Like most American families, my husband and I are struggling to pay off a lot of debt. Since selling my soul to the University of Miami School of Law to the tune of $100,000, half of which funded my year of living it up in South Florida, I have been forced to live "the life less luxurious." But my brief fling in legal education was not in vain. I learned three things in one semester of law school: 1.) the art of argumentative writing; 2.) the definition of the word "chattel" (a moveable article of personal property); and 3.) that you should NEVER "dabble" in a private law school education unless your last name is either Gates or Buffett.

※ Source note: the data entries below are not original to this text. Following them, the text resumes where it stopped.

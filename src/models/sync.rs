use serde::Serialize;

/// The four steps of the local image sync procedure, in execution order.
#[derive(Debug, Clone, Copy, PartialEq, Eq, Serialize)]
#[serde(rename_all = "snake_case")]
pub enum SyncStepKind {
    Login,
    Pull,
    Tag,
    Remove,
}

impl SyncStepKind {
    pub fn as_str(&self) -> &'static str {
        match self {
            Self::Login => "login",
            Self::Pull => "pull",
            Self::Tag => "tag",
            Self::Remove => "remove",
        }
    }
}

#[derive(Debug, Clone, Copy, PartialEq, Eq, Serialize)]
#[serde(rename_all = "snake_case")]
pub enum StepOutcome {
    Ok,
    Failed,
    Skipped,
}

/// One executed (or skipped) step. `detail` carries the runtime's own
/// explanation verbatim on failure.
#[derive(Debug, Clone, Serialize)]
pub struct SyncStep {
    pub step: SyncStepKind,
    pub outcome: StepOutcome,
    pub detail: String,
}

impl SyncStep {
    pub fn ok(step: SyncStepKind, detail: impl Into<String>) -> Self {
        Self {
            step,
            outcome: StepOutcome::Ok,
            detail: detail.into(),
        }
    }

    pub fn failed(step: SyncStepKind, detail: impl Into<String>) -> Self {
        Self {
            step,
            outcome: StepOutcome::Failed,
            detail: detail.into(),
        }
    }

    pub fn skipped(step: SyncStepKind, detail: impl Into<String>) -> Self {
        Self {
            step,
            outcome: StepOutcome::Skipped,
            detail: detail.into(),
        }
    }
}

/// Outcome of one sync invocation. `steps` is the audit trail: appended in
/// execution order, never reordered. `terminated_early` means a required
/// step failed and the remaining steps were not attempted.
#[derive(Debug, Clone, Serialize)]
pub struct SyncResult {
    pub steps: Vec<SyncStep>,
    pub remote_ref: String,
    pub local_ref: String,
    pub terminated_early: bool,
}

impl SyncResult {
    /// Find a step by kind, if it was reached.
    pub fn step(&self, kind: SyncStepKind) -> Option<&SyncStep> {
        self.steps.iter().find(|s| s.step == kind)
    }

    /// The user-facing success signal is keyed on the pull step alone.
    pub fn pull_succeeded(&self) -> bool {
        self.step(SyncStepKind::Pull)
            .map(|s| s.outcome == StepOutcome::Ok)
            .unwrap_or(false)
    }
}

Since there is no such thing as a time machine, and I try to live my life by the optimist's mantra, "all things happen for a reason," I have made peace with my expensive decision and have vowed to instill in my daughter (and any of her future siblings, for that matter) the monetary lessons I was unfortunately not privy to when I was young and naive.

For instance, the importance of paying off a credit card each month. (As a side note, I think it is shameful how banks promote their credits cards to unknowing college students, but that is beside the point.) The credit companies will collect their money from you sooner or later, unless you file for bankruptcy or die - two options that I, as a former CPA, must discourage against since they tend to wreak havoc on your financial and actual life.

Also, the advantage of applying for scholarships over student loans. And, no...No, no, no....you will not be able to "live like a college student" for a few years once you find a decent-paying job after graduating, thus enabling you to pay off your loans early. I can promise you that! And, yeah, at the time, you may have enough money to buy yourself the entire fall collection at Hollister, but you'll be paying off that fashion faux pas (plus interest) over the next thirty years of your life, when you'll ultimately realize the life-span of your college style choices does not last much past the age of 22. I still try to explain this point to my husband, who to this day, continues to wear all of his long-sleeve, one-in-every-color, Abercrombie & Fitch t-shirts, you know the ones depicting their wearer as some newfangled jack-of-all-trades. They deceptively insinuate that he is somehow simultaneously affiliated with the Breckenridge Ski Club (he has never even seen snow) and the North Shore Surf Academy. And then there is my personal favorite, marketing director by day, cashier at "Uncle Freddie's Finger-lickin' Fried Chicken Shack" by night.

So I am hoping my daughter will be much more financially secure once she graduates from Harvard, than I was graduating from UF. Or she'll come to the same demoralizing realization as I did....that her "investment" in "fine" furniture items for her college apartment, such as papasan chairs from Pier One, an entertainment center made from particle-board purchased from Best Buy, a Walmart oriental rug, and the "Monet's" bought from the back of some guy's delivery van at the corner of a busy intersection, are not the makings for a cover of Better Homes & Gardens, much less the stylish livingroom of your average middle-class suburban family.